To limit the fallout and prevent thousands from losing their perscriptions, the Office of the Inspector General announced in a letter sent Thursday to Pharmaceutical Research and Manufacturers of America that it would allow drug companies to provide “free drugs during 2018 to Federal health care programs beneficiaries who were receiving cost-sharing support for those drugs from CVC as of November 28, 2017.”
Previously, drug companies were not allowed to provide direct financial assistance to patients who rely on government-funded Medicare drug plans — a group that consists of an estimated 40 million people. To afford skyrocketing prices of pharmaceutical drugs, federal health care recipients have had to rely on “patient-assistance programs” like CVC. While these programs do help patients afford the drugs they need, they have also been widely criticized for perpetuating and exacerbating the overall problem of prescription drug costs.
“Although many patients and physicians view patient-assistance programs as a financial lifeline, Medicare and other payers take a dim view of efforts to subsidize patient’s out of pocket costs,” wrote David Howard, Ph.D., a Emory University professor of health policy and management in a 2014 analysis in The New England Journal of Medicine.
“They worry that patient-assistance programs discourage patients from using generic drugs and other less costly alternatives to new, patent-protected therapies.”
As of 2013, more than 300 drugs were partnered with patient-assistance programs, with manufacturers giving $4 billion annually to the organizations spearheading them. This works out for the companies because the cash funneled into the programs is far less than the money they’re making from selling the drug. Patient-assistance programs, critics say, are advantageous to drug companies because they help them keep their prices high, increase the demand, and look good as a public-relations tool. Without them, there is the possibility that patients would realize they could choose a less expensive medication.

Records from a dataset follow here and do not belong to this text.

//! Catalog entities: categories, suppliers and products.

use chrono::{DateTime, Utc};
use serde::{Deserialize, Serialize};
use ts_rs::TS;

use super::StockStatus;
use crate::money::Money;
use crate::stock;

// =============================================================================
// Category
// =============================================================================

/// A product category. Names are unique among active categories.
#[derive(Debug, Clone, Serialize, Deserialize, TS)]
#[cfg_attr(feature = "sqlx", derive(sqlx::FromRow))]
#[ts(export)]
pub struct Category {
    pub id: String,
    pub name: String,
    pub description: Option<String>,
    pub is_deleted: bool,
    #[ts(as = "String")]
    pub created_at: DateTime<Utc>,
    #[ts(as = "Option<String>")]
    pub modified_at: Option<DateTime<Utc>>,
}

// =============================================================================
// Supplier
// =============================================================================

/// A company products are bought from.
#[derive(Debug, Clone, Serialize, Deserialize, TS)]
#[cfg_attr(feature = "sqlx", derive(sqlx::FromRow))]
#[ts(export)]
pub struct Supplier {
    pub id: String,
    pub company_name: String,
    pub contact_name: Option<String>,
    pub phone: Option<String>,
    pub email: Option<String>,
    pub address: Option<String>,
    pub city: Option<String>,
    /// Turkish tax number (VKN).
    pub tax_number: Option<String>,
    pub is_deleted: bool,
    #[ts(as = "String")]
    pub created_at: DateTime<Utc>,
    #[ts(as = "Option<String>")]
    pub modified_at: Option<DateTime<Utc>>,
}

// =============================================================================
// Product
// =============================================================================

/// A product available for sale.
#[derive(Debug, Clone, Serialize, Deserialize, TS)]
#[cfg_attr(feature = "sqlx", derive(sqlx::FromRow))]
#[ts(export)]
pub struct Product {
    /// Unique identifier (UUID v4).
    pub id: String,

    /// Display name, snapshotted onto sale lines.
    pub name: String,

    /// Barcode (EAN-13 etc.). Unique among active products.
    pub barcode: String,

    pub description: Option<String>,

    /// Price in kuruş (1/100 TRY).
    pub unit_price_cents: i64,

    /// Units on hand. Never negative.
    pub units_in_stock: i64,

    /// At or below this level the product is `Critical`.
    pub critical_stock_level: i64,

    /// Derived from `units_in_stock` and `critical_stock_level` on every write.
    pub stock_status: StockStatus,

    pub category_id: Option<String>,
    pub supplier_id: Option<String>,

    /// Inactive products cannot be sold but still appear in reports.
    pub is_active: bool,

    /// Bumped on every stock mutation.
    pub version: i64,

    pub is_deleted: bool,
    #[ts(as = "String")]
    pub created_at: DateTime<Utc>,
    #[ts(as = "Option<String>")]
    pub modified_at: Option<DateTime<Utc>>,
}

impl Product {
    /// Returns the unit price as Money.
    #[inline]
    pub fn unit_price(&self) -> Money {
        Money::from_cents(self.unit_price_cents)
    }

    /// Value of the stock on hand at list price. `None` on overflow.
    pub fn stock_value(&self) -> Option<Money> {
        self.unit_price().multiply_quantity(self.units_in_stock)
    }

    /// Whether `quantity` units can be taken from stock right now.
    pub fn can_sell(&self, quantity: i64) -> bool {
        self.is_active && !self.is_deleted && self.units_in_stock >= quantity
    }

    /// Whether the stored status agrees with the classifier.
    pub fn status_is_consistent(&self) -> bool {
        self.stock_status == stock::classify(self.units_in_stock, self.critical_stock_level)
    }
}

#[cfg(test)]
mod tests {
    use super::*;

    fn product(stock: i64, critical: i64) -> Product {
        Product {
            id: "p-1".into(),
            name: "Laptop X".into(),
            barcode: "8690000000001".into(),
            description: None,
            unit_price_cents: 2_500_000,
            units_in_stock: stock,
            critical_stock_level: critical,
            stock_status: stock::classify(stock, critical),
            category_id: None,
            supplier_id: None,
            is_active: true,
            version: 1,
            is_deleted: false,
            created_at: Utc::now(),
            modified_at: None,
        }
    }

    #[test]
    fn test_can_sell() {
        let p = product(3, 5);
        assert!(p.can_sell(3));
        assert!(!p.can_sell(4));

        let mut inactive = product(10, 5);
        inactive.is_active = false;
        assert!(!inactive.can_sell(1));
    }

    #[test]
    fn test_stock_value() {
        assert_eq!(product(4, 1).stock_value(), Some(Money::from_cents(10_000_000)));
    }

    #[test]
    fn test_status_consistency() {
        let mut p = product(3, 5);
        assert!(p.status_is_consistent());
        p.units_in_stock = 0;
        assert!(!p.status_is_consistent());
    }
}
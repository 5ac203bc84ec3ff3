//! # Database Migrations
//!
//! Embedded SQL migrations for TeknoRoma.
//!
//! ## How Migrations Work
//! ```text
//! ┌─────────────────────────────────────────────────────────────────────────┐
//! │                      Migration Process                                  │
//! │                                                                         │
//! │  API / seed startup                                                    │
//! │       │                                                                 │
//! │       ▼                                                                 │
//! │  Check _sqlx_migrations table (create if missing)                      │
//! │       │                                                                 │
//! │       ▼                                                                 │
//! │  Compare embedded migrations vs applied                                │
//! │       │                                                                 │
//! │       └── 0001_initial_schema.sql                                      │
//! │       │                                                                 │
//! │       ▼                                                                 │
//! │  Run pending migrations in order, record checksums                     │
//! └─────────────────────────────────────────────────────────────────────────┘
//! ```
//!
//! ## Adding New Migrations
//!
//! 1. Create a new file in `migrations/sqlite/` with the next sequence number
//! 2. Name format: `NNNN_description.sql`
//! 3. **NEVER** modify existing migrations - always add new ones

use sqlx::SqlitePool;
use tracing::info;

use crate::error::DbResult;

/// Embedded migrations from the workspace `migrations/sqlite` directory.
static MIGRATOR: sqlx::migrate::Migrator = sqlx::migrate!("../../migrations/sqlite");

/// Runs all pending database migrations.
pub async fn run_migrations(pool: &SqlitePool) -> DbResult<()> {
    info!("Checking for pending migrations");

    MIGRATOR.run(pool).await?;

    info!("All migrations applied successfully");
    Ok(())
}

/// Returns (total_migrations, applied_migrations), for health output.
pub async fn migration_status(pool: &SqlitePool) -> DbResult<(usize, usize)> {
    let total = MIGRATOR.migrations.len();

    let applied: i64 = sqlx::query_scalar("SELECT COUNT(*) FROM _sqlx_migrations")
        .fetch_one(pool)
        .await?;

    Ok((total, applied as usize))
}
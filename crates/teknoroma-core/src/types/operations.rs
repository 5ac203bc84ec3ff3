//! Back-office records: expenses, service tickets and supplier deliveries.

use chrono::{DateTime, NaiveDate, Utc};
use serde::{Deserialize, Serialize};
use ts_rs::TS;

use super::{Currency, ExpenseType, TicketPriority, TicketStatus};
use crate::money::{ExchangeRate, Money};

// =============================================================================
// Expense
// =============================================================================

/// A store expense, possibly in a foreign currency.
///
/// The exchange rate is a snapshot taken at creation; `amount_in_try_cents`
/// is never recomputed from later rates.
#[derive(Debug, Clone, Serialize, Deserialize, TS)]
#[cfg_attr(feature = "sqlx", derive(sqlx::FromRow))]
#[ts(export)]
pub struct Expense {
    pub id: String,
    /// `G-YYYY-NNNNN`
    pub expense_number: String,
    pub store_id: String,
    pub employee_id: Option<String>,
    pub expense_type: ExpenseType,
    pub description: String,
    pub amount_cents: i64,
    pub currency: Currency,
    /// Ten-thousandths of a TRY per unit (345000 = 34.5000).
    pub exchange_rate: i64,
    pub amount_in_try_cents: i64,
    #[ts(as = "String")]
    pub expense_date: NaiveDate,
    pub is_paid: bool,
    #[ts(as = "Option<String>")]
    pub payment_date: Option<NaiveDate>,
    pub is_deleted: bool,
    #[ts(as = "String")]
    pub created_at: DateTime<Utc>,
    #[ts(as = "Option<String>")]
    pub modified_at: Option<DateTime<Utc>>,
}

impl Expense {
    #[inline]
    pub fn amount(&self) -> Money {
        Money::from_cents(self.amount_cents)
    }

    #[inline]
    pub fn rate(&self) -> ExchangeRate {
        ExchangeRate::from_ten_thousandths(self.exchange_rate)
    }

    #[inline]
    pub fn amount_in_try(&self) -> Money {
        Money::from_cents(self.amount_in_try_cents)
    }
}

// =============================================================================
// Technical Service
// =============================================================================

/// A repair / support ticket.
#[derive(Debug, Clone, Serialize, Deserialize, TS)]
#[cfg_attr(feature = "sqlx", derive(sqlx::FromRow))]
#[ts(export)]
pub struct TechnicalService {
    pub id: String,
    /// `TS-YYYY-NNNNN`
    pub ticket_number: String,
    pub store_id: String,
    pub customer_id: Option<String>,
    pub product_id: Option<String>,
    pub reported_by_id: String,
    pub assigned_to_id: Option<String>,
    pub title: String,
    pub description: String,
    pub priority: TicketPriority,
    pub status: TicketStatus,
    pub resolution: Option<String>,
    #[ts(as = "String")]
    pub reported_at: DateTime<Utc>,
    #[ts(as = "Option<String>")]
    pub resolved_at: Option<DateTime<Utc>>,
    pub is_deleted: bool,
    #[ts(as = "String")]
    pub created_at: DateTime<Utc>,
    #[ts(as = "Option<String>")]
    pub modified_at: Option<DateTime<Utc>>,
}

// =============================================================================
// Supplier Transaction
// =============================================================================

/// A delivery received from a supplier.
#[derive(Debug, Clone, Serialize, Deserialize, TS)]
#[cfg_attr(feature = "sqlx", derive(sqlx::FromRow))]
#[ts(export)]
pub struct SupplierTransaction {
    pub id: String,
    /// `TH-YYYY-NNNNN`
    pub transaction_number: String,
    pub supplier_id: String,
    pub product_id: String,
    pub quantity: i64,
    pub unit_price_cents: i64,
    pub total_cents: i64,
    #[ts(as = "String")]
    pub transaction_date: DateTime<Utc>,
    pub invoice_number: Option<String>,
    pub is_paid: bool,
    pub is_deleted: bool,
    #[ts(as = "String")]
    pub created_at: DateTime<Utc>,
    #[ts(as = "Option<String>")]
    pub modified_at: Option<DateTime<Utc>>,
}

impl SupplierTransaction {
    #[inline]
    pub fn total(&self) -> Money {
        Money::from_cents(self.total_cents)
    }
}
//! # Repository Module
//!
//! Database repository implementations for TeknoRoma.
//!
//! ## Repository Pattern
//! ```text
//! ┌─────────────────────────────────────────────────────────────────────────┐
//! │                    Repository Pattern                                   │
//! │                                                                         │
//! │  Service (apps/api)                                                    │
//! │       │                                                                 │
//! │       ├── db.products().list(Visibility::Active)     pool, one stmt    │
//! │       │                                                                 │
//! │       └── let mut uow = db.begin()                                     │
//! │           ProductRepository::decrement_stock_in(uow.conn(), ..)        │
//! │           SaleRepository::insert_in(uow.conn(), ..)                    │
//! │           uow.commit()                         transaction, many stmts │
//! │       │                                                                 │
//! │       ▼                                                                 │
//! │  SQLite Database                                                       │
//! │                                                                         │
//! │  • Methods on `&self` run on the pool                                  │
//! │  • Associated `*_in(conn, ..)` functions run inside a UnitOfWork       │
//! │  • Every list takes an explicit `Visibility`                           │
//! └─────────────────────────────────────────────────────────────────────────┘
//! ```

use chrono::Utc;
use sqlx::SqlitePool;
use tracing::debug;
use uuid::Uuid;

use crate::error::{DbError, DbResult};

pub mod category;
pub mod customer;
pub mod department;
pub mod employee;
pub mod expense;
pub mod product;
pub mod report;
pub mod sale;
pub mod sequence;
pub mod store;
pub mod supplier;
pub mod supplier_transaction;
pub mod technical_service;

pub use category::CategoryRepository;
pub use customer::CustomerRepository;
pub use department::DepartmentRepository;
pub use employee::EmployeeRepository;
pub use expense::{ExpenseFilter, ExpenseRepository};
pub use product::{ProductFilter, ProductRepository, StockChange};
pub use report::ReportRepository;
pub use sale::{SaleFilter, SaleRepository};
pub use sequence::SequenceRepository;
pub use store::StoreRepository;
pub use supplier::SupplierRepository;
pub use supplier_transaction::{SupplierTransactionFilter, SupplierTransactionRepository};
pub use technical_service::{TechnicalServiceFilter, TechnicalServiceRepository};

/// Generates a new entity id (UUID v4).
pub fn new_id() -> String {
    Uuid::new_v4().to_string()
}

/// Flips the soft-delete flag of one row.
///
/// Deleting requires the row to be active; restoring only requires it to
/// exist. `table` is always a crate-internal constant.
pub(crate) async fn set_deleted(
    pool: &SqlitePool,
    table: &'static str,
    entity: &'static str,
    id: &str,
    deleted: bool,
) -> DbResult<()> {
    debug!(table = table, id = %id, deleted = deleted, "Setting soft-delete flag");

    let sql = if deleted {
        format!("UPDATE {table} SET is_deleted = 1, modified_at = ? WHERE id = ? AND is_deleted = 0")
    } else {
        format!("UPDATE {table} SET is_deleted = 0, modified_at = ? WHERE id = ?")
    };

    let result = sqlx::query(&sql)
        .bind(Utc::now())
        .bind(id)
        .execute(pool)
        .await?;

    if result.rows_affected() == 0 {
        return Err(DbError::not_found(entity, id));
    }

    Ok(())
}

“Economic theory predicts that if patient demand becomes less sensitive to prices, manufacturers of on-patent drugs will respond by setting higher prices,” writes Howard. “Faced with high out-of-pocket costs, some patients may decide against taking an expensive medication.”
This, of course, is not the fault of the patient — it’s more than reasonable to use patient-assistance programs, since they are essentially living out what is sometimes a literal do-or-die situation. But critics of patient-assistance programs are concerned that this sort of financial situation will continue the legacy of costly drugs, rather than spur an overall of how the United States handles its healthcare.

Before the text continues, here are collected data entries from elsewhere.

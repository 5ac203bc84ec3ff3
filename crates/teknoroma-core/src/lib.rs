//! # teknoroma-core: Pure Business Logic for TeknoRoma
//!
//! This crate is the **heart** of TeknoRoma. It contains the retail domain
//! model and every business rule as pure functions with zero I/O dependencies.
//!
//! ## Architecture Position
//! ```text
//! ┌─────────────────────────────────────────────────────────────────────────┐
//! │                        TeknoRoma Architecture                           │
//! │                                                                         │
//! │  ┌─────────────────────────────────────────────────────────────────┐   │
//! │  │              Dashboards (per role) / REST clients               │   │
//! │  └─────────────────────────────┬───────────────────────────────────┘   │
//! │                                │ HTTP + WebSocket                       │
//! │  ┌─────────────────────────────▼───────────────────────────────────┐   │
//! │  │                    apps/api (axum)                              │   │
//! │  │    SaleService, StockService, ReportService, ...                │   │
//! │  └─────────────────────────────┬───────────────────────────────────┘   │
//! │                                │                                        │
//! │  ┌─────────────────────────────▼───────────────────────────────────┐   │
//! │  │             ★ teknoroma-core (THIS CRATE) ★                     │   │
//! │  │                                                                 │   │
//! │  │  ┌─────────┐ ┌─────────┐ ┌─────────┐ ┌──────────┐ ┌─────────┐  │   │
//! │  │  │ money   │ │ stock   │ │ pricing │ │lifecycle │ │numbering│  │   │
//! │  │  │ Money   │ │classify │ │ lines   │ │SaleStatus│ │S-YYYY-N │  │   │
//! │  │  │ Rate    │ │ alerts  │ │commisn. │ │ Ticket   │ │G/TS/TH  │  │   │
//! │  │  └─────────┘ └─────────┘ └─────────┘ └──────────┘ └─────────┘  │   │
//! │  │                                                                 │   │
//! │  │   NO I/O • NO DATABASE • NO NETWORK • PURE FUNCTIONS           │   │
//! │  └─────────────────────────────────────────────────────────────────┘   │
//! │                                │                                        │
//! │  ┌─────────────────────────────▼───────────────────────────────────┐   │
//! │  │                 teknoroma-db (Database Layer)                   │   │
//! │  │        SQLite queries, migrations, unit of work, reports        │   │
//! │  └─────────────────────────────────────────────────────────────────┘   │
//! └─────────────────────────────────────────────────────────────────────────┘
//! ```
//!
//! ## Modules
//!
//! - [`types`] - Domain entities and enums (Product, Sale, Expense, ...)
//! - [`money`] - Money, Rate and ExchangeRate with integer arithmetic
//! - [`error`] - Domain error taxonomy
//! - [`validation`] - Input validation rules
//! - [`stock`] - Stock status classifier
//! - [`pricing`] - Sale line/total math and commission
//! - [`lifecycle`] - Sale and ticket status state machines
//! - [`numbering`] - Per-year sequential document numbers
//! - [`reports`] - Report output shapes and their derived figures
//!
//! ## Example Usage
//!
//! ```rust
//! use teknoroma_core::money::Money;
//! use teknoroma_core::pricing::{price_line, SaleTotals};
//! use teknoroma_core::Rate;
//!
//! let line = price_line(Money::from_cents(10_000), 2, Rate::from_percentage(10.0)).unwrap();
//! assert_eq!(line.total.cents(), 18_000);
//!
//! let totals = SaleTotals::compute(&[line], Money::zero()).unwrap();
//! assert_eq!(totals.tax.cents(), 3_600); // 20% VAT
//! assert_eq!(totals.total.cents(), 21_600);
//! ```

// =============================================================================
// Module Declarations
// =============================================================================

pub mod error;
pub mod lifecycle;
pub mod money;
pub mod numbering;
pub mod pricing;
pub mod reports;
pub mod stock;
pub mod types;
pub mod validation;

// =============================================================================
// Re-exports for Convenience
// =============================================================================

pub use error::{CoreError, CoreResult, ErrorKind, ValidationError};
pub use money::{ExchangeRate, Money, Rate};
pub use numbering::DocumentKind;
pub use stock::classify;
pub use types::*;

// =============================================================================
// Crate-Level Constants
// =============================================================================

/// VAT applied to every sale subtotal (20%).
pub const SALE_TAX_RATE: Rate = Rate::from_bps(2000);

/// Default monthly sales quota per employee (10,000.00 TRY).
pub const DEFAULT_MONTHLY_QUOTA: Money = Money::from_cents(1_000_000);

/// Commission paid on sales above the monthly quota (10%).
pub const COMMISSION_RATE: Rate = Rate::from_bps(1000);

/// Look-back window for the unsold-products report.
pub const DEFAULT_UNSOLD_DAYS: i64 = 90;

/// Maximum quantity of a single line item.
///
/// ## Business Reason
/// Prevents accidental over-ordering (e.g., typing 1000 instead of 10).
pub const MAX_ITEM_QUANTITY: i64 = 999;

/// Maximum number of lines in a single sale.
pub const MAX_SALE_LINES: usize = 100;

/// Largest price, salary, quota or expense amount accepted (₺100,000,000.00).
///
/// With [`MAX_STOCK_UNITS`] this keeps every price × quantity product and
/// every sale total well inside i64 kuruş.
pub const MAX_AMOUNT_CENTS: i64 = 10_000_000_000;

/// Largest stock level, or stock movement, accepted in one request.
pub const MAX_STOCK_UNITS: i64 = 10_000_000;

CVC’s status as a patient-assistance program was revoked by the Department of Health and Human Services because officials found the company had too much power over the drug charity, stemming from CVC providing drug companies information about assistance recipients.
With the federal government’s new ruling, companies can now provide drugs for free in 2018 to federally-assisted patients, as long as they comply with certain conditions including the provision that free drugs are provided regardless of the person’s health plan and that the drugs are provided in a uniform and consistent manner.